Maintenant, c’est la grande mode de chercher une phlébite pour expliquer une embolie paradoxale.
En l’interrogeant, je lui demande ce qu’a donné le holter ECG.
Pas fait.
Ah, curieux.
Et il y a des antécédents de fibrillation auriculaire dans la famille? Son père.
Et vous avez ressenti des épisodes de fibrillation?
Uhmm, je ne pourrais pas dire que non.
Dîtes-moi, la médecine a changé depuis mon internat?
L’embolie paradoxale chez le patient asymptomatique d’un point de vue veineux est devenue plus fréquente que la fibrillation auriculaire dans les étiologies des accidents vasculaires cérébraux emboliques?
C’est un confrère, vous pouvez donc bien imaginer qu’il n’a pas été vu que par un externe.
Il est donc sorti sous aspirine et avec une ordonnance de holter ECG à faire en ville.

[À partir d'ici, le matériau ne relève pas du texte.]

//! Scoped acquisition and cancellation-safe release of owned resources.
//!
//! Every resource a mount depends on is registered in a [`ResourceScope`]
//! in acquisition order and released in reverse. Ephemeral resources are
//! released inline and may be cancelled with the caller. External resources
//! are released in a spawned task so dropping the caller's future cannot
//! abort them halfway. That task bounds the asynchronous release with its
//! own timeout and then falls back to
//! [`OwnedResource::release_blocking`] on the blocking pool. A failed
//! fallback is logged and recorded as a [`ResourceLeak`].

use crate::compositor::domain::{MountPrefix, ResourceLeak};
use crate::compositor::ports::{OwnedResource, Persistence, ReleaseError};
use std::fmt;
use std::sync::{Arc, Mutex, PoisonError};
use std::time::Duration;
use tokio::runtime::Handle;
use tracing::{debug, error, warn};

/// Shared, append-only record of resource leaks.
#[derive(Debug, Clone, Default)]
pub struct LeakLog {
    entries: Arc<Mutex<Vec<ResourceLeak>>>,
}

impl LeakLog {
    /// Creates an empty log.
    #[must_use]
    pub fn new() -> Self {
        Self::default()
    }

    /// Appends one leak.
    pub fn record(&self, leak: ResourceLeak) {
        self.entries
            .lock()
            .unwrap_or_else(PoisonError::into_inner)
            .push(leak);
    }

    /// Returns every recorded leak.
    #[must_use]
    pub fn snapshot(&self) -> Vec<ResourceLeak> {
        self.entries
            .lock()
            .unwrap_or_else(PoisonError::into_inner)
            .clone()
    }

    /// Returns whether no leak has been recorded.
    #[must_use]
    pub fn is_empty(&self) -> bool {
        self.entries
            .lock()
            .unwrap_or_else(PoisonError::into_inner)
            .is_empty()
    }
}

/// Result of releasing one resource.
#[derive(Debug, Clone)]
pub enum ReleaseOutcome {
    /// The asynchronous release succeeded.
    Released,
    /// The asynchronous release failed or timed out and the blocking
    /// fallback succeeded.
    RecoveredByFallback,
    /// An ephemeral release failed or timed out.
    Failed(ReleaseError),
    /// An external release could not be confirmed; recorded as a leak.
    Leaked(ResourceLeak),
}

impl ReleaseOutcome {
    /// Returns the error message for unsuccessful outcomes.
    #[must_use]
    pub fn failure_message(&self) -> Option<String> {
        match self {
            Self::Released | Self::RecoveredByFallback => None,
            Self::Failed(err) => Some(err.to_string()),
            Self::Leaked(leak) => Some(format!("{} leaked: {}", leak.resource, leak.reason)),
        }
    }
}

/// Everything needed to release a resource on behalf of one mount.
#[derive(Debug, Clone)]
pub struct ReleaseContext {
    prefix: MountPrefix,
    release_timeout: Duration,
    leaks: LeakLog,
}

impl ReleaseContext {
    /// Creates a release context.
    #[must_use]
    pub const fn new(prefix: MountPrefix, release_timeout: Duration, leaks: LeakLog) -> Self {
        Self {
            prefix,
            release_timeout,
            leaks,
        }
    }

    /// Returns the owning mount's prefix.
    #[must_use]
    pub const fn prefix(&self) -> &MountPrefix {
        &self.prefix
    }

    /// Returns the shared leak log.
    #[must_use]
    pub const fn leaks(&self) -> &LeakLog {
        &self.leaks
    }

    /// Releases one resource according to its persistence class.
    ///
    /// For external resources the returned future only observes the
    /// shielded release; dropping it does not cancel the release.
    pub async fn release(&self, resource: Arc<dyn OwnedResource>) -> ReleaseOutcome {
        match resource.persistence() {
            Persistence::Ephemeral => self.release_inline(resource.as_ref()).await,
            Persistence::External => {
                let label = resource.label().to_owned();
                let task = tokio::spawn(shielded_release(self.clone(), resource));
                match task.await {
                    Ok(outcome) => outcome,
                    Err(join_error) => {
                        let leak = self.leak(&label, format!("release task failed: {join_error}"));
                        ReleaseOutcome::Leaked(leak)
                    }
                }
            }
        }
    }

    /// Releases one resource without waiting for it.
    ///
    /// External resources get a detached shielded release, or a blocking
    /// release when no runtime is available. Ephemeral resources get a
    /// best-effort blocking release.
    pub fn release_detached(&self, resource: Arc<dyn OwnedResource>) {
        match resource.persistence() {
            Persistence::External => match Handle::try_current() {
                Ok(handle) => {
                    debug!(
                        prefix = %self.prefix,
                        resource = resource.label(),
                        "handing external resource to detached release"
                    );
                    drop(handle.spawn(shielded_release(self.clone(), resource)));
                }
                Err(_) => {
                    if let Err(err) = resource.release_blocking() {
                        self.leak(resource.label(), err.to_string());
                    }
                }
            },
            Persistence::Ephemeral => {
                if let Err(err) = resource.release_blocking() {
                    debug!(
                        prefix = %self.prefix,
                        resource = resource.label(),
                        error = %err,
                        "dropped ephemeral resource without release"
                    );
                }
            }
        }
    }

    async fn release_inline(&self, resource: &dyn OwnedResource) -> ReleaseOutcome {
        let attempt = tokio::time::timeout(self.release_timeout, resource.release()).await;
        match attempt {
            Ok(Ok(())) => {
                debug!(prefix = %self.prefix, resource = resource.label(), "released resource");
                ReleaseOutcome::Released
            }
            Ok(Err(err)) => {
                warn!(
                    prefix = %self.prefix,
                    resource = resource.label(),
                    error = %err,
                    "resource release failed"
                );
                ReleaseOutcome::Failed(err)
            }
            Err(_) => {
                warn!(
                    prefix = %self.prefix,
                    resource = resource.label(),
                    "resource release timed out"
                );
                ReleaseOutcome::Failed(ReleaseError::TimedOut {
                    resource: resource.label().to_owned(),
                    timeout_ms: duration_millis(self.release_timeout),
                })
            }
        }
    }

    fn leak(&self, resource: &str, reason: String) -> ResourceLeak {
        error!(
            prefix = %self.prefix,
            resource,
            reason = %reason,
            leak = true,
            "resource leak: release could not be confirmed"
        );
        let leak = ResourceLeak {
            prefix: self.prefix.clone(),
            resource: resource.to_owned(),
            reason,
        };
        self.leaks.record(leak.clone());
        leak
    }
}

/// Runs inside its own task so that cancelling the caller does not cancel
/// the release. Do not await this future directly.
async fn shielded_release(
    context: ReleaseContext,
    resource: Arc<dyn OwnedResource>,
) -> ReleaseOutcome {
    let attempt = tokio::time::timeout(context.release_timeout, resource.release()).await;
    let reason = match attempt {
        Ok(Ok(())) => {
            debug!(
                prefix = %context.prefix,
                resource = resource.label(),
                "released external resource"
            );
            return ReleaseOutcome::Released;
        }
        Ok(Err(err)) => err.to_string(),
        Err(_) => format!(
            "release timed out after {}ms",
            duration_millis(context.release_timeout)
        ),
    };

    warn!(
        prefix = %context.prefix,
        resource = resource.label(),
        reason = %reason,
        "external release did not complete; running blocking fallback"
    );

    let fallback_resource = Arc::clone(&resource);
    let fallback = tokio::task::spawn_blocking(move || fallback_resource.release_blocking()).await;
    match fallback {
        Ok(Ok(())) => {
            warn!(
                prefix = %context.prefix,
                resource = resource.label(),
                "external resource released by blocking fallback"
            );
            ReleaseOutcome::RecoveredByFallback
        }
        Ok(Err(err)) => ReleaseOutcome::Leaked(
            context.leak(resource.label(), format!("{reason}; fallback failed: {err}")),
        ),
        Err(join_error) => ReleaseOutcome::Leaked(context.leak(
            resource.label(),
            format!("{reason}; fallback task failed: {join_error}"),
        )),
    }
}

/// Ordered set of resources owned by one mount.
///
/// Dropping a scope that still holds resources hands them to
/// [`ReleaseContext::release_detached`] in reverse order.
pub struct ResourceScope {
    context: ReleaseContext,
    entries: Vec<Arc<dyn OwnedResource>>,
}

impl ResourceScope {
    /// Creates an empty scope.
    #[must_use]
    pub const fn new(context: ReleaseContext) -> Self {
        Self {
            context,
            entries: Vec::new(),
        }
    }

    /// Returns the owning mount's prefix.
    #[must_use]
    pub const fn prefix(&self) -> &MountPrefix {
        self.context.prefix()
    }

    /// Registers a newly acquired resource.
    pub fn register<R>(&mut self, resource: R)
    where
        R: OwnedResource + 'static,
    {
        self.register_shared(Arc::new(resource));
    }

    /// Registers a resource that is already shared.
    pub fn register_shared(&mut self, resource: Arc<dyn OwnedResource>) {
        debug!(
            prefix = %self.context.prefix,
            resource = resource.label(),
            persistence = %resource.persistence(),
            "registered resource"
        );
        self.entries.push(resource);
    }

    /// Number of resources awaiting release.
    #[must_use]
    pub const fn len(&self) -> usize {
        self.entries.len()
    }

    /// Returns whether no resources await release.
    #[must_use]
    pub const fn is_empty(&self) -> bool {
        self.entries.is_empty()
    }

    /// Returns resource labels in registration order.
    #[must_use]
    pub fn labels(&self) -> Vec<String> {
        self.entries
            .iter()
            .map(|entry| entry.label().to_owned())
            .collect()
    }

    /// Removes the most recently registered resource.
    pub(crate) fn take_last(&mut self) -> Option<Arc<dyn OwnedResource>> {
        self.entries.pop()
    }

    /// Releases every resource in reverse registration order.
    ///
    /// Returns the failure messages in release order. If this future is
    /// dropped, resources not yet taken are released when the scope drops.
    pub async fn release_all(&mut self) -> Vec<String> {
        let mut failures = Vec::new();
        while let Some(resource) = self.entries.pop() {
            let outcome = self.context.release(resource).await;
            failures.extend(outcome.failure_message());
        }
        failures
    }

    fn release_remaining_detached(&mut self) {
        while let Some(resource) = self.entries.pop() {
            self.context.release_detached(resource);
        }
    }
}

impl Drop for ResourceScope {
    fn drop(&mut self) {
        if !self.entries.is_empty() {
            debug!(
                prefix = %self.context.prefix,
                remaining = self.entries.len(),
                "resource scope dropped with unreleased resources"
            );
        }
        self.release_remaining_detached();
    }
}

impl fmt::Debug for ResourceScope {
    fn fmt(&self, formatter: &mut fmt::Formatter<'_>) -> fmt::Result {
        let labels: Vec<&str> = self.entries.iter().map(|entry| entry.label()).collect();
        formatter
            .debug_struct("ResourceScope")
            .field("context", &self.context)
            .field("entries", &labels)
            .finish()
    }
}

pub(crate) fn duration_millis(duration: Duration) -> u64 {
    u64::try_from(duration.as_millis()).unwrap_or(u64::MAX)
}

J’y ai rajouté une petite prière pour qu’il n’ait pas fait d’accès de fibrillation, et surtout qu’il n’en refasse pas.
Parce que l’aspirine, dans ce cas, c’est pas vraiment optimal.
Mais l’honneur du CHU est sauf, il n’avait pas de phlébite asymptomatique.
Je ne suis pas certain que tout soit une question d’argent. L’argent n’est pas la réponse à tout, ni la cause de tout.
L’extraordinaire développement des examens paracliniques occupe mécaniquement de plus en plus de place dans le cursus médical. Je me souviens d’avoir fait un TP à des étudiants de D4 quand j’étais CCA. Le PHU qui était passé avant moi avait traité les valvulopathies et avait rédigé les dossiers cliniques du TP. Une des questions portait sur le calcul du SOR en échographie et de sa place dans la prise en charge de l’insuffisance mitrale. Sujet passionnant, en effet, mais est-ce vraiment une notion prioritaire à faire passer à des étudiants dont bien peu deviendront cardiologues?
C’était il y a quelques années. Maintenant, il doit leur apprendre le speckle tracking.
Ne devrait-on pas revenir aux fondamentaux, comme on dit en rugby?
- Apprendre à interroger un patient, l’examiner et en faire la synthèse
- Se demander ce que va apporter l’examen paraclinique auquel on pense, c’est à dire ce que l’on va faire du résultat. Si on ne trouve pas de réponse dans les 10 secondes, ne pas le demander.